//! Property-path bindings.
//!
//! A [`Binding`] resolves a dotted path such as `customer.address[0].city`
//! against a [`Record`]. The first segment names a field of the record;
//! later segments navigate nested [`Value::Record`]s and [`Value::List`]s.
//! Paths that cannot be resolved read as [`Value::Null`].

use std::fmt;

use crate::record::Record;
use crate::value::Value;

#[derive(Debug, Clone, PartialEq, Eq)]
enum PathPart {
    Field(String),
    Index(usize),
}

/// A parsed property path with a getter and setter.
///
/// # Example
///
/// ```
/// use horizon_collections::{Binding, DataRecord, Value};
///
/// let address = DataRecord::new().with("city", "Oslo");
/// let customer = DataRecord::new().with("addresses", vec![Value::from(address)]);
/// let order = DataRecord::new().with("customer", customer);
///
/// let binding = Binding::new("customer.addresses[0].city");
/// assert_eq!(binding.get_value(&order), Value::from("Oslo"));
/// ```
#[derive(Debug, Clone, PartialEq, Eq)]
pub struct Binding {
    path: String,
    parts: Vec<PathPart>,
}

impl Binding {
    /// Parse a binding path.
    ///
    /// Segments are separated by `.`; a segment may carry one or more list
    /// indexes in brackets. Bracketed text that is not a number is kept as
    /// part of the field name.
    pub fn new(path: impl Into<String>) -> Self {
        let path = path.into();
        let parts = parse_path(&path);
        Self { path, parts }
    }

    /// The original path string.
    pub fn path(&self) -> &str {
        &self.path
    }

    /// Whether the path has no segments.
    pub fn is_empty(&self) -> bool {
        self.parts.is_empty()
    }

    /// Read the bound value from a record.
    pub fn get_value<R: Record + ?Sized>(&self, record: &R) -> Value {
        let Some((PathPart::Field(first), rest)) = self.parts.split_first() else {
            return Value::Null;
        };
        match record.field(first) {
            Some(value) => navigate(&value, rest).cloned().unwrap_or_default(),
            None => Value::Null,
        }
    }

    /// Read the bound value starting from a plain value instead of a record.
    ///
    /// Used when aggregating over lists of values.
    pub fn get_from_value(&self, value: &Value) -> Value {
        navigate(value, &self.parts).cloned().unwrap_or_default()
    }

    /// Write the bound value into a record.
    ///
    /// Returns `false` when an intermediate segment is missing or has the
    /// wrong shape, or when the record rejects the write.
    pub fn set_value<R: Record + ?Sized>(&self, record: &mut R, value: Value) -> bool {
        let Some((PathPart::Field(first), rest)) = self.parts.split_first() else {
            return false;
        };
        if rest.is_empty() {
            return record.set_field(first, value);
        }
        let Some(mut top) = record.field(first) else {
            return false;
        };
        match navigate_mut(&mut top, rest) {
            Some(slot) => *slot = value,
            None => return false,
        }
        record.set_field(first, top)
    }
}

impl fmt::Display for Binding {
    fn fmt(&self, f: &mut fmt::Formatter<'_>) -> fmt::Result {
        f.write_str(&self.path)
    }
}

impl From<&str> for Binding {
    fn from(path: &str) -> Self {
        Binding::new(path)
    }
}

fn parse_path(path: &str) -> Vec<PathPart> {
    let mut parts = Vec::new();
    for segment in path.split('.').filter(|s| !s.is_empty()) {
        let (name, mut rest) = match segment.find('[') {
            Some(pos) => segment.split_at(pos),
            None => (segment, ""),
        };
        let mut indexes = Vec::new();
        let mut literal = false;
        while let Some(stripped) = rest.strip_prefix('[') {
            let Some(end) = stripped.find(']') else {
                literal = true;
                break;
            };
            match stripped[..end].trim().parse::<usize>() {
                Ok(index) => indexes.push(index),
                Err(_) => {
                    literal = true;
                    break;
                }
            }
            rest = &stripped[end + 1..];
        }
        if literal || !rest.is_empty() {
            parts.push(PathPart::Field(segment.to_owned()));
            continue;
        }
        if !name.is_empty() {
            parts.push(PathPart::Field(name.to_owned()));
        }
        parts.extend(indexes.into_iter().map(PathPart::Index));
    }
    parts
}

fn navigate<'a>(value: &'a Value, parts: &[PathPart]) -> Option<&'a Value> {
    let mut current = value;
    for part in parts {
        current = match (part, current) {
            (PathPart::Field(name), Value::Record(record)) => record.get(name)?,
            (PathPart::Index(index), Value::List(items)) => items.get(*index)?,
            _ => return None,
        };
    }
    Some(current)
}

fn navigate_mut<'a>(value: &'a mut Value, parts: &[PathPart]) -> Option<&'a mut Value> {
    let mut current = value;
    for part in parts {
        current = match (part, current) {
            (PathPart::Field(name), Value::Record(record)) => {
                if !record.contains_field(name) {
                    record.insert(name.clone(), Value::Null);
                }
                record.get_mut(name)?
            }
            (PathPart::Index(index), Value::List(items)) => items.get_mut(*index)?,
            _ => return None,
        };
    }
    Some(current)
}

#[cfg(test)]
mod tests {
    use super::*;
    use crate::record::DataRecord;

    fn order() -> DataRecord {
        let line = DataRecord::new().with("sku", "A-1").with("qty", 2);
        let customer = DataRecord::new().with("name", "Ada");
        DataRecord::new()
            .with("id", 7)
            .with("customer", customer)
            .with("lines", vec![Value::from(line)])
    }

    #[test]
    fn test_parse_path() {
        let binding = Binding::new("lines[0].qty");
        assert_eq!(
            binding.parts,
            vec![
                PathPart::Field("lines".into()),
                PathPart::Index(0),
                PathPart::Field("qty".into())
            ]
        );
        assert_eq!(binding.path(), "lines[0].qty");
    }

    #[test]
    fn test_non_numeric_brackets_are_literal() {
        let binding = Binding::new("weird[x]");
        assert_eq!(binding.parts, vec![PathPart::Field("weird[x]".into())]);
    }

    #[test]
    fn test_get_value_nested() {
        let record = order();
        assert_eq!(Binding::new("id").get_value(&record), Value::Int(7));
        assert_eq!(Binding::new("customer.name").get_value(&record), Value::from("Ada"));
        assert_eq!(Binding::new("lines[0].sku").get_value(&record), Value::from("A-1"));
        assert_eq!(Binding::new("lines[3].sku").get_value(&record), Value::Null);
        assert_eq!(Binding::new("nope.deeper").get_value(&record), Value::Null);
        assert_eq!(Binding::new("").get_value(&record), Value::Null);
    }

    #[test]
    fn test_set_value_nested() {
        let mut record = order();
        assert!(Binding::new("lines[0].qty").set_value(&mut record, Value::Int(5)));
        assert_eq!(Binding::new("lines[0].qty").get_value(&record), Value::Int(5));

        assert!(Binding::new("customer.email").set_value(&mut record, Value::from("a@b")));
        assert_eq!(Binding::new("customer.email").get_value(&record), Value::from("a@b"));

        assert!(!Binding::new("id.inner").set_value(&mut record, Value::Int(1)));
        assert!(!Binding::new("lines[9].qty").set_value(&mut record, Value::Int(1)));
    }

    #[test]
    fn test_get_from_value() {
        let value = Value::from(order());
        assert_eq!(Binding::new("customer.name").get_from_value(&value), Value::from("Ada"));
    }
}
▬▬▬
Description of the task: Locate the word "crate" in the records above, and return each line that has it.

Your solution:
use crate::record::Record;
use crate::value::Value;
    use crate::record::DataRecord;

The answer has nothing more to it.